November 14, 2010 at 5:21 pm #2227
I’m setting up my ecommerce site and I’m going to be using paypal. I’ll be selling a handful of physical items so no digital stuff.
My question is, how important is it to have SSL? I was under the impression that the whole point of using paypal is that you don’t need a HTTPS site, but when I was customizing my paypal order page and wanting to upload a logo, etc., it made a point of saying that the logo image should be hosted on a secure server.
Anyway, this just got me wondering — do I really need a SSL/HTTPS for my site or not?
-JANovember 14, 2010 at 8:24 pm #26503
You don’t “really” need it, BUT it is “good for business” to have it. The PayPal recommendation is to protect against impersonation by sites other than yours. Customers are then “assured” that they are dealing with your site.
If you are not a large company dealing with large amounts of money, it is more of an image than a security item. But you should have SSL if you can afford it.November 14, 2010 at 9:32 pm #26504
Okay — SSL/Security stuff is pretty new to me, but since we’re adding an ecommerce dimension to our site I’ve had to learn this quickly.
If I understand this correctly don’t you only need to have SSL or HTTPS on the ecommerce portion of your site? In other words it doesn’t blanket the entire thing but is just added to that part?
Sorry if I sound like a complete newb on this — I guess I am!
-JANovember 15, 2010 at 12:42 am #26505
SSL is implemented through the use of SSL certificates. You pay for the certificate, regardless of whether or not you use it for all parts of the site or not.
When SSL is being used, all communications between the site and the user (or PayPal) are encrypted. In today’s computing environment, the overhead of doing full time encryption is minimal. Gmail is an example of full time SSL.
The only reasons I can see for not using full time SSL are:
1. You are using an el cheapo (free) hosting service that simply doesn’t have the capacity to support full time SSL.
2. You are running a mobile website. Most non smartphones (WAP enabled) have trouble doing SSL.
3. You are in a country that requires you to obtain a government license to use SSL.
You can also save on the cost of an SSL certificate by using what is called a “self signed” certificate. However, it is analogous to the business that makes up and posts its own “trust us” stickers. That, and the fact that most browsers issue warning messages when they detect self signed certificates.November 15, 2010 at 1:55 am #26506amin007Participant
@Jack, “I was under the impression that the whole point of using paypal is that you don’t need a HTTPS site” – That is not really the whole point of using PayPal as PayPal does have other advantages.

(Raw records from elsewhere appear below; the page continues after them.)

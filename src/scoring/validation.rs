use std::collections::HashSet;

use crate::survey::{AnswerSet, InputKind, SurveyDefinition};

/// Validate the survey definition at startup.
/// Returns all validation errors at once (not just the first).
pub fn validate_survey(survey: &SurveyDefinition) -> Result<(), Vec<String>> {
    let mut errors = Vec::new();

    for category in &survey.categories {
        if category.questions.is_empty() {
            errors.push(format!("{}: category has no questions", category.name));
        }
    }

    let mut seen = HashSet::new();
    for question in survey.questions() {
        if !seen.insert(question.name) {
            errors.push(format!("{}: duplicate question name", question.name));
        }

        match question.kind {
            InputKind::Slider { min, max, default } => {
                if min > max {
                    errors.push(format!(
                        "{}: slider bounds inverted ({} > {})",
                        question.name, min, max
                    ));
                } else if default < min || default > max {
                    errors.push(format!(
                        "{}: default {} outside slider bounds [{}, {}]",
                        question.name, default, min, max
                    ));
                }
            }
            InputKind::Numeric { default } => {
                if !default.is_finite() {
                    errors.push(format!("{}: default is not a finite number", question.name));
                }
            }
        }
    }

    // The engine's answer fields and the schema must cover each other
    // exactly; a mismatch either way surfaces as a runtime MissingAnswer.
    let schema_names: HashSet<&str> = survey.questions().map(|q| q.name).collect();
    for name in AnswerSet::QUESTION_NAMES {
        if !schema_names.contains(name) {
            errors.push(format!(
                "{}: required by the scoring engine but missing from the survey",
                name
            ));
        }
    }
    for question in survey.questions() {
        if !AnswerSet::QUESTION_NAMES.contains(&question.name) {
            errors.push(format!(
                "{}: not consumed by any scoring engine field",
                question.name
            ));
        }
    }

    // The readiness divisor is the advanced-technology count; the slider
    // list must match the engine's field list in content and order.
    let sliders = survey.slider_names();
    if sliders != AnswerSet::ADVANCED_TECHNOLOGIES.to_vec() {
        errors.push(format!(
            "advanced technology sliders {:?} do not match the scoring engine's {:?}",
            sliders,
            AnswerSet::ADVANCED_TECHNOLOGIES
        ));
    }

    if errors.is_empty() {
        Ok(())
    } else {
        Err(errors)
    }
}
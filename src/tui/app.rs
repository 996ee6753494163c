use std::time::Instant;

use crate::scoring::ScoreReport;
use crate::survey::{AnswerSet, InputKind, Question, RawAnswers, SurveyDefinition};
use crate::tui::theme::ThemeColors;

#[derive(Debug, Clone, PartialEq)]
pub enum View {
    Form,
    Results,
}

#[derive(Debug, Clone, PartialEq)]
pub enum InputMode {
    Normal,
    Editing,
    Help,
}

/// The current value of one form input.
#[derive(Debug, Clone, PartialEq)]
pub enum FieldValue {
    /// Free numeric entry, kept as text until scoring so in-progress input
    /// like "3." stays representable.
    Numeric { text: String },
    /// Bounded value stepped by 1 between min and max.
    Slider { value: f64, min: f64, max: f64 },
}

/// One focusable form input, flattened from the survey definition.
#[derive(Debug, Clone)]
pub struct Field {
    pub category: usize,
    pub question: usize,
    pub value: FieldValue,
}

pub struct App {
    pub survey: SurveyDefinition,
    pub fields: Vec<Field>,
    pub selected: usize,
    pub table_state: ratatui::widgets::TableState,
    pub view: View,
    pub input_mode: InputMode,
    pub edit_buffer: String,
    pub report: Option<ScoreReport>,
    pub flash_message: Option<(String, Instant)>,
    pub theme: ThemeColors,
    pub should_quit: bool,
}

impl App {
    pub fn new(survey: SurveyDefinition, theme: ThemeColors) -> Self {
        let fields = flatten_fields(&survey);
        let mut table_state = ratatui::widgets::TableState::default();
        if !fields.is_empty() {
            table_state.select(Some(row_index(&fields, 0)));
        }

        Self {
            survey,
            fields,
            selected: 0,
            table_state,
            view: View::Form,
            input_mode: InputMode::Normal,
            edit_buffer: String::new(),
            report: None,
            flash_message: None,
            theme,
            should_quit: false,
        }
    }

    pub fn selected_field(&self) -> Option<&Field> {
        self.fields.get(self.selected)
    }

    pub fn question_for(&self, field: &Field) -> &Question {
        &self.survey.categories[field.category].questions[field.question]
    }

    pub fn selected_question(&self) -> Option<&Question> {
        self.selected_field().map(|f| self.question_for(f))
    }

    /// The table row a field renders at: one header row precedes each
    /// category's questions.
    pub fn row_of(&self, field_index: usize) -> usize {
        row_index(&self.fields, field_index)
    }

    fn select(&mut self, index: usize) {
        self.selected = index;
        self.table_state.select(Some(self.row_of(index)));
    }

    pub fn next_field(&mut self) {
        if self.fields.is_empty() {
            return;
        }
        let next = if self.selected >= self.fields.len() - 1 {
            0
        } else {
            self.selected + 1
        };
        self.select(next);
    }

    pub fn previous_field(&mut self) {
        if self.fields.is_empty() {
            return;
        }
        let previous = if self.selected == 0 {
            self.fields.len() - 1
        } else {
            self.selected - 1
        };
        self.select(previous);
    }

    /// Step the selected slider, clamping to its declared bounds. No-op on
    /// numeric fields.
    pub fn adjust_slider(&mut self, delta: f64) {
        if let Some(field) = self.fields.get_mut(self.selected) {
            if let FieldValue::Slider { value, min, max } = &mut field.value {
                *value = (*value + delta).clamp(*min, *max);
            }
        }
    }

    /// Begin editing the selected numeric field. Sliders are adjusted in
    /// place and never enter edit mode.
    pub fn start_edit(&mut self) {
        if let Some(field) = self.selected_field() {
            if let FieldValue::Numeric { text } = &field.value {
                self.edit_buffer = text.clone();
                self.input_mode = InputMode::Editing;
            }
        }
    }

    pub fn push_edit_char(&mut self, c: char) {
        if c.is_ascii_digit() || c == '.' {
            self.edit_buffer.push(c);
        }
    }

    pub fn pop_edit_char(&mut self) {
        self.edit_buffer.pop();
    }

    /// Commit the edit buffer to the selected field. Text that does not
    /// parse as a finite number is rejected with a flash and the previous
    /// value is kept.
    pub fn commit_edit(&mut self) {
        let input = self.edit_buffer.trim().to_string();
        self.input_mode = InputMode::Normal;
        self.edit_buffer.clear();

        match input.parse::<f64>() {
            Ok(value) if value.is_finite() => {
                if let Some(field) = self.fields.get_mut(self.selected) {
                    if let FieldValue::Numeric { text } = &mut field.value {
                        *text = input;
                    }
                }
            }
            _ => {
                self.show_flash(format!("Invalid number: '{}'", input));
            }
        }
    }

    pub fn cancel_edit(&mut self) {
        self.input_mode = InputMode::Normal;
        self.edit_buffer.clear();
    }

    /// Reset every field to its schema default (demo mode).
    pub fn fill_defaults(&mut self) {
        for field in &mut self.fields {
            let kind = self.survey.categories[field.category].questions[field.question].kind;
            field.value = initial_value(kind);
        }
        self.show_flash("Demo values loaded".to_string());
    }

    /// Collect the form into a raw answer mapping. Numeric text that does
    /// not parse aborts the submission, naming the question.
    pub fn raw_answers(&self) -> Result<RawAnswers, String> {
        let mut raw = RawAnswers::new();
        for field in &self.fields {
            let question = self.question_for(field);
            let value = match &field.value {
                FieldValue::Slider { value, .. } => *value,
                FieldValue::Numeric { text } => match text.trim().parse::<f64>() {
                    Ok(v) if v.is_finite() => v,
                    _ => {
                        return Err(format!(
                            "Invalid answer '{}' for {}",
                            text.trim(),
                            question.name
                        ))
                    }
                },
            };
            raw.insert(question.name.to_string(), value);
        }
        Ok(raw)
    }

    /// Run the scoring pass and switch to the results view. Failures flash
    /// the offending question and leave the form untouched.
    pub fn calculate(&mut self) {
        let raw = match self.raw_answers() {
            Ok(raw) => raw,
            Err(msg) => {
                self.show_flash(msg);
                return;
            }
        };

        match AnswerSet::from_raw(&raw) {
            Ok(answers) => {
                self.report = Some(ScoreReport::from_answers(&answers));
                self.view = View::Results;
                self.show_flash("Scores computed".to_string());
            }
            Err(e) => self.show_flash(format!("Cannot score: {}", e)),
        }
    }

    /// Return to the form with all answers intact.
    pub fn back_to_form(&mut self) {
        self.view = View::Form;
    }

    pub fn show_help(&mut self) {
        self.input_mode = InputMode::Help;
    }

    pub fn dismiss_help(&mut self) {
        self.input_mode = InputMode::Normal;
    }

    pub fn show_flash(&mut self, msg: String) {
        self.flash_message = Some((msg, Instant::now()));
    }

    pub fn update_flash(&mut self) {
        if let Some((_, timestamp)) = self.flash_message {
            if timestamp.elapsed().as_secs() >= 3 {
                self.flash_message = None;
            }
        }
    }
}

fn initial_value(kind: InputKind) -> FieldValue {
    match kind {
        InputKind::Numeric { default } => FieldValue::Numeric {
            text: format_number(default),
        },
        InputKind::Slider { min, max, default } => FieldValue::Slider {
            value: default.clamp(min, max),
            min,
            max,
        },
    }
}

fn flatten_fields(survey: &SurveyDefinition) -> Vec<Field> {
    let mut fields = Vec::new();
    for (ci, category) in survey.categories.iter().enumerate() {
        for (qi, question) in category.questions.iter().enumerate() {
            fields.push(Field {
                category: ci,
                question: qi,
                value: initial_value(question.kind),
            });
        }
    }
    fields
}

fn row_index(fields: &[Field], field_index: usize) -> usize {
    // One header row per category up to and including this field's category.
    field_index + fields[field_index].category + 1
}

/// Format a number without a trailing ".0" for whole values.
pub fn format_number(value: f64) -> String {
    if value.fract() == 0.0 {
        format!("{:.0}", value)
    } else {
        format!("{}", value)
    }
}

#[cfg(test)]
mod tests {
    use super::*;

    fn app() -> App {
        App::new(SurveyDefinition::standard(), ThemeColors::dark())
    }

    #[test]
    fn test_new_selects_first_field() {
        let app = app();
        assert_eq!(app.fields.len(), 15);
        assert_eq!(app.selected, 0);
        // Row 0 is the first category header.
        assert_eq!(app.table_state.selected(), Some(1));
        assert_eq!(app.selected_question().unwrap().name, "Q1ai");
    }

    #[test]
    fn test_navigation_wraps() {
        let mut app = app();
        app.previous_field();
        assert_eq!(app.selected, app.fields.len() - 1);
        app.next_field();
        assert_eq!(app.selected, 0);
    }

    #[test]
    fn test_row_accounts_for_category_headers() {
        let app = app();
        // Q3 is the first question of the second category: 3 question rows
        // and 2 header rows precede it.
        let q3_index = app
            .fields
            .iter()
            .position(|f| app.question_for(f).name == "Q3")
            .unwrap();
        assert_eq!(app.row_of(q3_index), q3_index + 2);
    }

    #[test]
    fn test_adjust_slider_clamps_to_bounds() {
        let mut app = app();
        let slider_index = app
            .fields
            .iter()
            .position(|f| matches!(f.value, FieldValue::Slider { .. }))
            .unwrap();
        app.select(slider_index);

        app.adjust_slider(-1.0);
        assert_eq!(
            app.fields[slider_index].value,
            FieldValue::Slider { value: 0.0, min: 0.0, max: 5.0 }
        );

        for _ in 0..10 {
            app.adjust_slider(1.0);
        }
        assert_eq!(
            app.fields[slider_index].value,
            FieldValue::Slider { value: 5.0, min: 0.0, max: 5.0 }
        );
    }

    #[test]
    fn test_adjust_slider_ignores_numeric_fields() {
        let mut app = app();
        app.adjust_slider(1.0);
        assert_eq!(
            app.fields[0].value,
            FieldValue::Numeric { text: "0".to_string() }
        );
    }

    #[test]
    fn test_edit_commit_updates_value() {
        let mut app = app();
        app.start_edit();
        assert_eq!(app.input_mode, InputMode::Editing);
        app.edit_buffer.clear();
        for c in "7.5".chars() {
            app.push_edit_char(c);
        }
        app.commit_edit();
        assert_eq!(app.input_mode, InputMode::Normal);
        assert_eq!(
            app.fields[0].value,
            FieldValue::Numeric { text: "7.5".to_string() }
        );
    }

    #[test]
    fn test_edit_rejects_letters_at_input() {
        let mut app = app();
        app.start_edit();
        app.push_edit_char('x');
        app.push_edit_char('3');
        assert_eq!(app.edit_buffer, "03");
    }

    #[test]
    fn test_edit_invalid_keeps_previous_value() {
        let mut app = app();
        app.start_edit();
        app.edit_buffer = "1.2.3".to_string();
        app.commit_edit();
        assert_eq!(
            app.fields[0].value,
            FieldValue::Numeric { text: "0".to_string() }
        );
        assert!(app.flash_message.is_some());
    }

    #[test]
    fn test_edit_cancel_restores_normal_mode() {
        let mut app = app();
        app.start_edit();
        app.push_edit_char('9');
        app.cancel_edit();
        assert_eq!(app.input_mode, InputMode::Normal);
        assert_eq!(
            app.fields[0].value,
            FieldValue::Numeric { text: "0".to_string() }
        );
    }

    #[test]
    fn test_start_edit_ignores_sliders() {
        let mut app = app();
        let slider_index = app
            .fields
            .iter()
            .position(|f| matches!(f.value, FieldValue::Slider { .. }))
            .unwrap();
        app.select(slider_index);
        app.start_edit();
        assert_eq!(app.input_mode, InputMode::Normal);
    }

    #[test]
    fn test_calculate_with_defaults_scores_zero() {
        let mut app = app();
        app.calculate();
        assert_eq!(app.view, View::Results);
        let report = app.report.unwrap();
        assert_eq!(report.overall, 0.0);
    }

    #[test]
    fn test_calculate_rejects_bad_numeric_text() {
        let mut app = app();
        app.fields[0].value = FieldValue::Numeric { text: "".to_string() };
        app.calculate();
        assert_eq!(app.view, View::Form);
        assert!(app.report.is_none());
        let (msg, _) = app.flash_message.as_ref().unwrap();
        assert!(msg.contains("Q1ai"));
    }

    #[test]
    fn test_calculate_full_flow() {
        let mut app = app();
        // Q2_cat1 = 10, both human-centric answers = 10
        app.fields[2].value = FieldValue::Numeric { text: "10".to_string() };
        for field in app.fields.iter_mut() {
            if field.category == 2 {
                field.value = FieldValue::Numeric { text: "10".to_string() };
            }
        }
        app.calculate();
        let report = app.report.unwrap();
        assert!((report.strategy - 33.3).abs() < 1e-9);
        assert!((report.human_centric - 100.0).abs() < 1e-9);
        assert!((report.overall - 133.3 / 4.0).abs() < 1e-9);
    }

    #[test]
    fn test_back_to_form_keeps_answers() {
        let mut app = app();
        app.fields[2].value = FieldValue::Numeric { text: "4".to_string() };
        app.calculate();
        app.back_to_form();
        assert_eq!(app.view, View::Form);
        assert_eq!(
            app.fields[2].value,
            FieldValue::Numeric { text: "4".to_string() }
        );
    }

    #[test]
    fn test_fill_defaults_resets_fields() {
        let mut app = app();
        app.fields[0].value = FieldValue::Numeric { text: "9".to_string() };
        let slider_index = app
            .fields
            .iter()
            .position(|f| matches!(f.value, FieldValue::Slider { .. }))
            .unwrap();
        app.fields[slider_index].value = FieldValue::Slider { value: 4.0, min: 0.0, max: 5.0 };

        app.fill_defaults();
        assert_eq!(
            app.fields[0].value,
            FieldValue::Numeric { text: "0".to_string() }
        );
        assert_eq!(
            app.fields[slider_index].value,
            FieldValue::Slider { value: 0.0, min: 0.0, max: 5.0 }
        );
    }

    #[test]
    fn test_raw_answers_covers_every_question() {
        let app = app();
        let raw = app.raw_answers().unwrap();
        assert_eq!(raw.len(), 15);
        for name in AnswerSet::QUESTION_NAMES {
            assert!(raw.contains_key(name));
        }
    }

    #[test]
    fn test_format_number() {
        assert_eq!(format_number(0.0), "0");
        assert_eq!(format_number(5.0), "5");
        assert_eq!(format_number(2.5), "2.5");
    }
}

You are getting an error when trying to add a logo doesn’t mean your site have to be SSL. Everything presented on PayPal’s site uses SSL. You can’t have a non-trusted URL on an SSL page. So when you are trying to add a logo (URL of an image file) that will be presented on an SSL page, PayPal is telling you that the URL needs to be HTPPS as everything else that will be displayed on that page is also HTTPS. Does that make sense?

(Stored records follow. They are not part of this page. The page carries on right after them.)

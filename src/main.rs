use clap::{Parser, Subcommand, ValueEnum};
use std::path::PathBuf;

use maturometer::output;
use maturometer::scoring::{validate_survey, ScoreReport};
use maturometer::survey::{load_raw_answers, AnswerSet, SurveyDefinition};
use maturometer::tui;

// Exit codes
const EXIT_SUCCESS: i32 = 0;
const EXIT_INPUT: i32 = 1;
const EXIT_SCHEMA: i32 = 2;

#[derive(Subcommand, Debug)]
enum Commands {
    /// Launch the interactive survey form (default if no subcommand)
    Tui,
    /// Score a set of answers without the interactive form
    Report {
        /// Use the schema's default values instead of an answers file
        #[arg(long)]
        demo: bool,

        /// YAML file mapping question names to numeric answers
        #[arg(long, conflicts_with = "demo")]
        answers: Option<PathBuf>,

        /// Output format
        #[arg(long, value_enum, default_value_t = ReportFormat::Text)]
        format: ReportFormat,
    },
    /// Print the survey questions, bounds, and defaults
    Questions,
}

#[derive(ValueEnum, Debug, Clone, Copy)]
enum ReportFormat {
    Text,
    Json,
    Tsv,
}

#[derive(Parser, Debug)]
#[command(name = "maturometer")]
#[command(about = "Digital maturity survey calculator", long_about = None)]
#[command(version)]
struct Cli {
    /// TUI color theme
    #[arg(long, value_enum, global = true, default_value_t = tui::Theme::Auto)]
    theme: tui::Theme,

    #[command(subcommand)]
    command: Option<Commands>,
}

#[tokio::main]
async fn main() {
    let cli = Cli::parse();
    let command = cli.command.unwrap_or(Commands::Tui);

    // Validate the survey definition at startup
    let survey = SurveyDefinition::standard();
    if let Err(errors) = validate_survey(&survey) {
        eprintln!("Survey definition errors:");
        for error in errors {
            eprintln!("  - {}", error);
        }
        std::process::exit(EXIT_SCHEMA);
    }

    match command {
        Commands::Tui => {
            let theme = tui::resolve_theme(cli.theme);
            let app = tui::App::new(survey, theme);
            if let Err(e) = tui::run_tui(app).await {
                eprintln!("Terminal error: {}", e);
                std::process::exit(EXIT_INPUT);
            }
        }
        Commands::Report { demo, answers, format } => {
            let answer_set = if demo {
                match AnswerSet::defaults(&survey) {
                    Ok(a) => a,
                    Err(e) => {
                        eprintln!("Demo answers error: {}", e);
                        std::process::exit(EXIT_SCHEMA);
                    }
                }
            } else if let Some(path) = answers {
                let raw = match load_raw_answers(&path) {
                    Ok(raw) => raw,
                    Err(e) => {
                        eprintln!("Answers error: {:#}", e);
                        std::process::exit(EXIT_INPUT);
                    }
                };
                match AnswerSet::from_raw(&raw) {
                    Ok(a) => a,
                    Err(e) => {
                        eprintln!("Answers error: {}", e);
                        std::process::exit(EXIT_INPUT);
                    }
                }
            } else {
                eprintln!("Pass --demo or --answers <file>. Example answers file:");
                eprintln!("  Q1ai: 2");
                eprintln!("  Q1pi: 3");
                eprintln!("  Q2_cat1: 5");
                eprintln!("  # ... one entry per question; see `maturometer questions`");
                std::process::exit(EXIT_INPUT);
            };

            let report = ScoreReport::from_answers(&answer_set);

            match format {
                ReportFormat::Text => {
                    let use_colors = output::should_use_colors();
                    println!("{}", output::format_report(&report, use_colors));
                }
                ReportFormat::Json => match serde_json::to_string_pretty(&report) {
                    Ok(json) => println!("{}", json),
                    Err(e) => {
                        eprintln!("Failed to serialize report: {}", e);
                        std::process::exit(EXIT_INPUT);
                    }
                },
                ReportFormat::Tsv => println!("{}", output::format_tsv(&report)),
            }
        }
        Commands::Questions => {
            let use_colors = output::should_use_colors();
            println!("{}", output::format_questions(&survey, use_colors));
        }
    }

    std::process::exit(EXIT_SUCCESS);
}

I am pretty sure you can upload the image to PayPal’s site rather than specifying an image from your site to get around the issue. If you upload the image file to PayPal’s site then it will get its own HTTPS URL that you can use on an HTTPS page (the PayPal checkout page).November 15, 2010 at 4:28 am #26507
PayPal does not provide secure image hosting. You either have to use SSL or a recommended “secure image hosting provider.”
My personal opinion is that it helps your business more to host the images on your own site than on [https://cheap-image-storage.com]
Besides, the monthly cost of these services is more than the yearly cost of an SSL certificate.November 15, 2010 at 1:06 pm #26508
Okay that’s helpful — thanks very much. I guess I’ll look into acquiring the SSL certificate and going from there!